I welcome the move by the Government to bring in an eviction ban over the winter. This happens every year in France because it is considered cruel to allow people to be left on the side of the road due to evictions over the winter months. It is standard practice there every year. We need to use the time between now and March to bring back properties into the social housing sector. We have heard a lot of talk about how small landlords fleeing the sector is a leading cause of homelessness, but 62,000 people who are reliant on the private rented sector should be in the social housing sector. Average rents of €1,900 were paid to them over 2019, equating to approximately €20,000 a year. Those people are in need of long-term social housing and we need to bring them back into the social housing sector, not leave them at the whim of the private rented sector, which is the leading cause of family homelessness.
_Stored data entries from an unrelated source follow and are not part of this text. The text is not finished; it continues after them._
impl Editor {
    const fn new(size: Size) -> Self {
        Self {
            size,
            cursor: Cursor { row: 0, col: 0 },
        }
    }

    // ── Frame rendering ─────────────────────────────────────────────────

    /// Compose one frame into `out`.
    ///
    /// The cursor is hidden for the duration of the repaint and the whole
    /// frame goes out in a single write, so a slow terminal never shows a
    /// half-painted screen or a cursor jumping from row to row.
    fn draw_frame(&self, out: &mut RenderBuffer) -> io::Result<()> {
        ansi::cursor_hide(out)?;
        ansi::cursor_home(out)?;
        self.draw_rows(out)?;
        ansi::cursor_to(out, self.cursor.row, self.cursor.col)?;
        ansi::cursor_show(out)
    }

    /// Paint every viewport row: fill marker, then clear to end of line.
    ///
    /// The separator goes *between* rows, not after the last one — a
    /// trailing `\r\n` on the bottom row would make the terminal scroll
    /// and leave a blank line under the viewport.
    fn draw_rows(&self, out: &mut RenderBuffer) -> io::Result<()> {
        for row in 0..self.size.rows {
            if row == self.size.rows / 3 {
                self.draw_banner(out)?;
            } else {
                out.write_all(b"~")?;
            }
            ansi::clear_line_right(out)?;
            if row + 1 < self.size.rows {
                out.write_all(b"\r\n")?;
            }
        }
        Ok(())
    }

    /// The banner row: a centered name/version line shown while there is
    /// no document to display, truncated to the viewport width.
    fn draw_banner(&self, out: &mut RenderBuffer) -> io::Result<()> {
        let mut banner = format!("kalam editor -- version {VERSION}");
        banner.truncate(usize::from(self.size.cols));
        let padding = (usize::from(self.size.cols) - banner.len()) / 2;
        if padding > 0 {
            out.write_all(b"~")?;
            for _ in 1..padding {
                out.write_all(b" ")?;
            }
        }
        out.write_all(banner.as_bytes())
    }

    // ── Key dispatch ────────────────────────────────────────────────────

    /// Apply one decoded key to the editor state.
    fn dispatch(&mut self, key: KeyEvent) -> Action {
        match key {
            KeyEvent::Ctrl(QUIT) => Action::Quit,
            KeyEvent::Special(special) => {
                self.handle_special(special);
                Action::Continue
            }
            // Text insertion arrives with the buffer layer.
            KeyEvent::Char(_) | KeyEvent::Ctrl(_) => Action::Continue,
        }
    }

    fn handle_special(&mut self, key: SpecialKey) {
        match key {
            SpecialKey::ArrowUp => self.move_cursor(Dir::Up),
            SpecialKey::ArrowDown => self.move_cursor(Dir::Down),
            SpecialKey::ArrowLeft => self.move_cursor(Dir::Left),
            SpecialKey::ArrowRight => self.move_cursor(Dir::Right),
            SpecialKey::Home => self.cursor.col = 0,
            SpecialKey::End => self.cursor.col = self.size.cols - 1,
            // Page moves repeat a one-row step across the viewport height,
            // so they clamp exactly like the arrows do.
            SpecialKey::PageUp => {
                for _ in 0..self.size.rows {
                    self.move_cursor(Dir::Up);
                }
            }
            SpecialKey::PageDown => {
                for _ in 0..self.size.rows {
                    self.move_cursor(Dir::Down);
                }
            }
            SpecialKey::Delete | SpecialKey::Escape => {}
        }
    }

    /// One-cell cursor movement, clamped at the viewport edges. Moves at
    /// a boundary are no-ops — never a wrap, never an error.
    fn move_cursor(&mut self, dir: Dir) {
        match dir {
            Dir::Up => self.cursor.row = self.cursor.row.saturating_sub(1),
            Dir::Down => {
                if self.cursor.row + 1 < self.size.rows {
                    self.cursor.row += 1;
                }
            }
            Dir::Left => self.cursor.col = self.cursor.col.saturating_sub(1),
            Dir::Right => {
                if self.cursor.col + 1 < self.size.cols {
                    self.cursor.col += 1;
                }
            }
        }
    }

    // ── The loop ────────────────────────────────────────────────────────

    /// The editor loop: paint, decode one key, dispatch.
    ///
    /// Returns when the quit chord arrives. The screen is cleared on the
    /// way out so the shell gets a clean terminal back; nothing is
    /// painted after the quit key is seen.
    fn run(&mut self, src: &mut impl ByteSource, sink: &mut impl Write) -> Result<()> {
        let mut out = RenderBuffer::new();
        loop {
            self.draw_frame(&mut out)?;
            out.flush_to(sink)?;

            let key = input::read_key(src)?;
            trace!(?key, "decoded");

            if self.dispatch(key) == Action::Quit {
                debug!("quit chord received");
                ansi::clear_screen(&mut out)?;
                ansi::cursor_home(&mut out)?;
                out.flush_to(sink)?;
                return Ok(());
            }
        }
    }
}
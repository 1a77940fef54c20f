//! Error taxonomy and process exit codes.
//!
//! Every failure is classified once, at the point where its category is known,
//! so `main` only has to print the message and pick the exit code.
use std::path::{Path, PathBuf};
use thiserror::Error;

#[derive(Error, Debug)]
pub enum Error {
    /// Bad invocation that clap could not catch (e.g. no prompt at all).
    #[error("{0}")]
    Usage(String),

    /// A configuration file could not be read or parsed.
    #[error("config file {}: {message}", path.display())]
    ConfigFile { path: PathBuf, message: String },

    /// Resolution failed: missing model, unknown resource, invalid template.
    #[error("{0}")]
    Config(String),

    #[error("{context}: {source}")]
    Io {
        context: String,
        #[source]
        source: std::io::Error,
    },

    /// Opaque failure from the inference program.
    #[error("generation failed: {0:#}")]
    Generation(anyhow::Error),
}

pub type Result<T> = std::result::Result<T, Error>;

impl Error {
    pub fn config(message: impl Into<String>) -> Self {
        Error::Config(message.into())
    }

    pub fn config_file(path: &Path, message: impl ToString) -> Self {
        Error::ConfigFile {
            path: path.to_path_buf(),
            message: message.to_string(),
        }
    }

    pub fn io(context: impl Into<String>, source: std::io::Error) -> Self {
        Error::Io {
            context: context.into(),
            source,
        }
    }

    /// Exit code reported to the shell. `2` matches clap's usage errors.
    pub fn exit_code(&self) -> u8 {
        match self {
            Error::Usage(_) => 2,
            Error::ConfigFile { .. } | Error::Config(_) => 3,
            Error::Io { .. } => 4,
            Error::Generation(_) => 5,
        }
    }
}

impl From<anyhow::Error> for Error {
    fn from(err: anyhow::Error) -> Self {
        Error::Generation(err)
    }
}
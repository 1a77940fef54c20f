//! Grammar/schema loading.
//!
//! A schema constrains decoding either as a GBNF grammar or as a JSON Schema
//! that the inference program converts into a grammar itself.
use crate::error::{Error, Result};
use crate::resources::Located;
use regex::Regex;
use serde_json::Value;
use std::sync::OnceLock;

#[derive(Debug, Clone, PartialEq)]
pub enum Grammar {
    Gbnf(String),
    JsonSchema(Value),
}

impl Grammar {
    pub fn kind(&self) -> &'static str {
        match self {
            Grammar::Gbnf(_) => "gbnf",
            Grammar::JsonSchema(_) => "json-schema",
        }
    }

    /// Load and validate the grammar behind a resolved schema reference.
    pub fn load(located: &Located) -> Result<Grammar> {
        let text = located.read_to_string()?;
        let declared_json = located
            .path()
            .and_then(|path| path.extension())
            .is_some_and(|ext| ext.eq_ignore_ascii_case("json"));
        let grammar = Grammar::parse(&located.to_string(), declared_json, &text)?;
        tracing::debug!(schema = %located, kind = grammar.kind(), "schema loaded");
        Ok(grammar)
    }

    pub fn parse(origin: &str, declared_json: bool, text: &str) -> Result<Grammar> {
        if text.trim().is_empty() {
            return Err(Error::config(format!("schema {origin} is empty")));
        }
        match serde_json::from_str::<Value>(text) {
            Ok(value @ Value::Object(_)) => return Ok(Grammar::JsonSchema(value)),
            Ok(_) if declared_json => {
                return Err(Error::config(format!(
                    "schema {origin} must be a JSON object"
                )))
            }
            Err(err) if declared_json => {
                return Err(Error::config(format!(
                    "schema {origin} is not valid JSON: {err}"
                )))
            }
            _ => {}
        }
        if !root_rule_regex().is_match(text) {
            return Err(Error::config(format!(
                "schema {origin} is neither a JSON Schema object nor a GBNF grammar with a root rule"
            )));
        }
        Ok(Grammar::Gbnf(text.to_string()))
    }
}

fn root_rule_regex() -> &'static Regex {
    static ROOT_RULE: OnceLock<Regex> = OnceLock::new();
    ROOT_RULE.get_or_init(|| Regex::new(r"(?m)^\s*root\s*::=").expect("valid root rule regex"))
}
The tenant in situscheme is in place and the Government has committed money to it, but local authorities can be quite reluctant to use it and often come up with reasons properties cannot be bought. I dealt with a couple of such cases over the summer and the reasons were not very strong. In one example, a former social housing property that was built by Dublin City Council is now owned by a landlord who is evicting a mother and her three children, but the council will not buy it because, as its representatives said when they appeared before the Joint Committee on Housing, Local Government and Heritage last week, it does not want to buy landlords' property. As far as I am concerned, if something is good enough for supported social housing through the housing assistance payment, HAP, it should be good enough for social housing. Those 62,000 people who need to be brought back into the long-term, secure social housing sector will be brought back by scaling up the building of social and affordable housing but also, as a short-term measure to stem the flow of families entering homelessness, we need to ensure local authorities buy under the tenant in situscheme.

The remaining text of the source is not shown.